January 06, 2012

White House files defense of its health care bill with the Supremes -- with a nod to a certain Massachusetts law

The White House today filed its legal defense to the sweeping health care bill enacted in 2010, calling it the culmination of "nearly (a) century-long national effort to expand access to health care by making affordable health insurance more widely available."

The filing notes that the uninsured "face enormous obstacles in obtaining health care services," but that they do frequent "hospital emergency rooms...but often they cannot pay for it." That shifts the cost to those who can, the brief notes.

"The Act breaks this cycle through a comprehensive framework of economic regulation and incentives," it says.
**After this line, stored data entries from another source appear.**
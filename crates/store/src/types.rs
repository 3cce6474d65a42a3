//! 存储数据类型定义

use std::collections::BTreeMap;

use base64::prelude::*;
use serde::{Deserialize, Serialize};

use crate::error::{StoreError, StoreResult};

/// 单个命名 blob 的内容：key -> 序列化后的值
///
/// 使用有序 map，使扫描结果和 key 降序的决胜规则都是确定的
pub type Records = BTreeMap<String, String>;

/// 从后端读取的一份快照
#[derive(Debug, Clone, Default, PartialEq, Eq)]
pub struct Snapshot {
    pub records: Records,
    /// 版本号，0 表示该 blob 尚不存在
    pub version: u64,
}

impl Snapshot {
    pub fn new(records: Records, version: u64) -> Self {
        Self { records, version }
    }
}

/// 与 OpenID provider 协商出的共享密钥
#[derive(Debug, Clone, PartialEq, Eq, Serialize, Deserialize)]
pub struct Association {
    /// provider 选择的不透明标识
    pub handle: String,
    /// 共享密钥
    pub secret: Vec<u8>,
    /// 签发时间（Unix 秒）
    pub issued: i64,
    /// 有效期（秒）
    pub lifetime: i64,
    /// 签名算法，如 `HMAC-SHA1` / `HMAC-SHA256`
    pub assoc_type: String,
}

const SERIALIZATION_VERSION: &str = "2";
const FIELD_ORDER: [&str; 6] = [
    "version",
    "handle",
    "secret",
    "issued",
    "lifetime",
    "assoc_type",
];

impl Association {
    pub fn new(
        handle: impl Into<String>,
        secret: impl Into<Vec<u8>>,
        issued: i64,
        lifetime: i64,
        assoc_type: impl Into<String>,
    ) -> Self {
        Self {
            handle: handle.into(),
            secret: secret.into(),
            issued,
            lifetime,
            assoc_type: assoc_type.into(),
        }
    }

    /// 距离过期的剩余秒数，已过期时为非正数，溢出时取 `i64` 边界
    pub fn expires_in(&self, now: i64) -> i64 {
        self.issued.saturating_add(self.lifetime).saturating_sub(now)
    }

    pub fn is_expired(&self, now: i64) -> bool {
        self.expires_in(now) <= 0
    }

    /// 序列化为 OpenID key-value 格式，每行 `key:value\n`
    pub fn serialize(&self) -> String {
        let secret = BASE64_STANDARD.encode(&self.secret);
        let issued = self.issued.to_string();
        let lifetime = self.lifetime.to_string();
        let values = [
            SERIALIZATION_VERSION,
            self.handle.as_str(),
            secret.as_str(),
            issued.as_str(),
            lifetime.as_str(),
            self.assoc_type.as_str(),
        ];

        FIELD_ORDER
            .iter()
            .zip(values)
            .map(|(field, value)| format!("{field}:{value}\n"))
            .collect()
    }

    /// 从 key-value 格式解析
    ///
    /// # Arguments
    /// * `key` - 记录所在的存储 key，仅用于错误信息
    /// * `data` - 序列化内容
    pub fn deserialize(key: &str, data: &str) -> StoreResult<Self> {
        let mut fields: BTreeMap<&str, &str> = BTreeMap::new();
        for line in data.lines().filter(|l| !l.is_empty()) {
            let (name, value) = line
                .split_once(':')
                .ok_or_else(|| StoreError::corrupt(key, format!("invalid line '{line}'")))?;
            fields.insert(name, value);
        }

        let field = |name: &str| {
            fields
                .get(name)
                .copied()
                .ok_or_else(|| StoreError::corrupt(key, format!("missing field '{name}'")))
        };
        let number = |name: &str| -> StoreResult<i64> {
            field(name)?
                .parse()
                .map_err(|e| StoreError::corrupt(key, format!("invalid {name}: {e}")))
        };

        let version = field("version")?;
        if version != SERIALIZATION_VERSION {
            return Err(StoreError::corrupt(
                key,
                format!("unsupported version '{version}'"),
            ));
        }

        let secret = BASE64_STANDARD
            .decode(field("secret")?)
            .map_err(|e| StoreError::corrupt(key, format!("invalid secret: {e}")))?;

        Ok(Self {
            handle: field("handle")?.to_string(),
            secret,
            issued: number("issued")?,
            lifetime: number("lifetime")?,
            assoc_type: field("assoc_type")?.to_string(),
        })
    }
}

/// 存储统计信息
#[derive(Debug, Clone, PartialEq, Eq, Serialize)]
pub struct StoreStats {
    pub backend: &'static str,
    pub associations: usize,
    pub nonces: usize,
}

/// 一次清理的结果
#[derive(Debug, Clone, Copy, Default, PartialEq, Eq, Serialize)]
pub struct CleanupReport {
    pub associations_removed: usize,
    pub nonces_removed: usize,
}
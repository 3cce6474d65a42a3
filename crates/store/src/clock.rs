//! 时间源
//!
//! nonce 的时间窗口与 association 的过期判断都依赖“当前时间”，
//! 通过 `Clock` 注入，测试中可以用 `ManualClock` 模拟任意时刻。

use std::sync::Arc;
use std::sync::atomic::{AtomicI64, Ordering};

/// 当前时间（Unix 秒）来源
pub trait Clock: Send + Sync + std::fmt::Debug {
    fn now(&self) -> i64;
}

/// 系统时钟
#[derive(Debug, Clone, Copy, Default)]
pub struct SystemClock;

impl Clock for SystemClock {
    fn now(&self) -> i64 {
        chrono::Utc::now().timestamp()
    }
}

/// 手动控制的时钟
#[derive(Debug, Default)]
pub struct ManualClock {
    now: AtomicI64,
}

impl ManualClock {
    pub fn new(now: i64) -> Arc<Self> {
        Arc::new(Self {
            now: AtomicI64::new(now),
        })
    }

    pub fn set(&self, now: i64) {
        self.now.store(now, Ordering::SeqCst);
    }

    pub fn advance(&self, secs: i64) {
        self.now.fetch_add(secs, Ordering::SeqCst);
    }
}

impl Clock for ManualClock {
    fn now(&self) -> i64 {
        self.now.load(Ordering::SeqCst)
    }
}
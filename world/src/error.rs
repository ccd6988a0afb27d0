use thiserror::Error;

use crate::scene::SceneObjectId;

pub type Result<T, E = WorldError> = std::result::Result<T, E>;

/// Failures surfaced by constructing or stepping operations.
///
/// Usage mistakes that the world tolerates (double registration, removing an
/// unknown id) are not errors; they are reported through return values.
#[derive(Debug, Error, Clone, PartialEq)]
pub enum WorldError {
    #[error("invalid {what}: {value} (must be finite and positive)")]
    InvalidDimension { what: &'static str, value: f32 },

    #[error("mass must be finite and non-negative, got {0}")]
    InvalidMass(f32),

    #[error("scale must be finite and non-zero on every axis")]
    InvalidScale,

    #[error("position and orientation must be finite")]
    InvalidPose,

    #[error("convex hull could not be built from {0} points")]
    DegenerateHull(usize),

    #[error("scene object {id} provides no {needed} for shape inference")]
    MissingBounds {
        id: SceneObjectId,
        needed: &'static str,
    },

    #[error("gravity must be finite")]
    InvalidGravity,

    #[error("solver sub-step count must be at least 1")]
    InvalidSubSteps,

    #[error("time step must be finite and non-negative, got {0}")]
    InvalidTimeStep(f32),

    #[error("invalid maze: {0}")]
    InvalidMaze(String),
}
And it notes that states tried their own thing, including Massachusetts (under Mitt Romney)

"Congress cited the Massachusetts law as a template for key provisions of the Affordable Care Act," the brief notes.

Senate Republican Leader Mitch McConnell and 35 senators filed a friend of the court brief on behalf of the challenge to what they called the "Democrats' health spending law."

"Americans have been telling Washington for years now that they oppose a 2,700 page health spending bill that dramatically increases costs and expands the reach of the federal government into their health care decisions," McConnell said.

January 04, 2012

Mitch McConnell slams Obama for "unprecedented" recess appointment of Richard Cordray

President Barack Obama set off a pitched partisan battle today with his plans to appoint his choice to head up the new Consumer Financial Protection Bureau.

White House communications director Dan Pfeiffer confirmed the move in a Twitter post headlined "We Can't Wait." The announcement will come in Ohio -- with Richard Cordray earlier today following Obama onto Air Force One for the flight to Cleveland. Senate Republicans last month blocked his appointment to the bureau that the GOP opposes.

Senate Republican Leader Mitch McConnell ripped Obama for making what he calls an "unprecedented recess" appointment.

"Although the Senate is not in recess, President Obama, in an unprecedented move, has arrogantly circumvented the American people by 'recess' appointing Richard Cordray," McConnell said in a statement. He called the appointment "a sharp departure from a long-standing precedent" that has limited the president to appointments only when the Senate is in recess of 10 days or longer.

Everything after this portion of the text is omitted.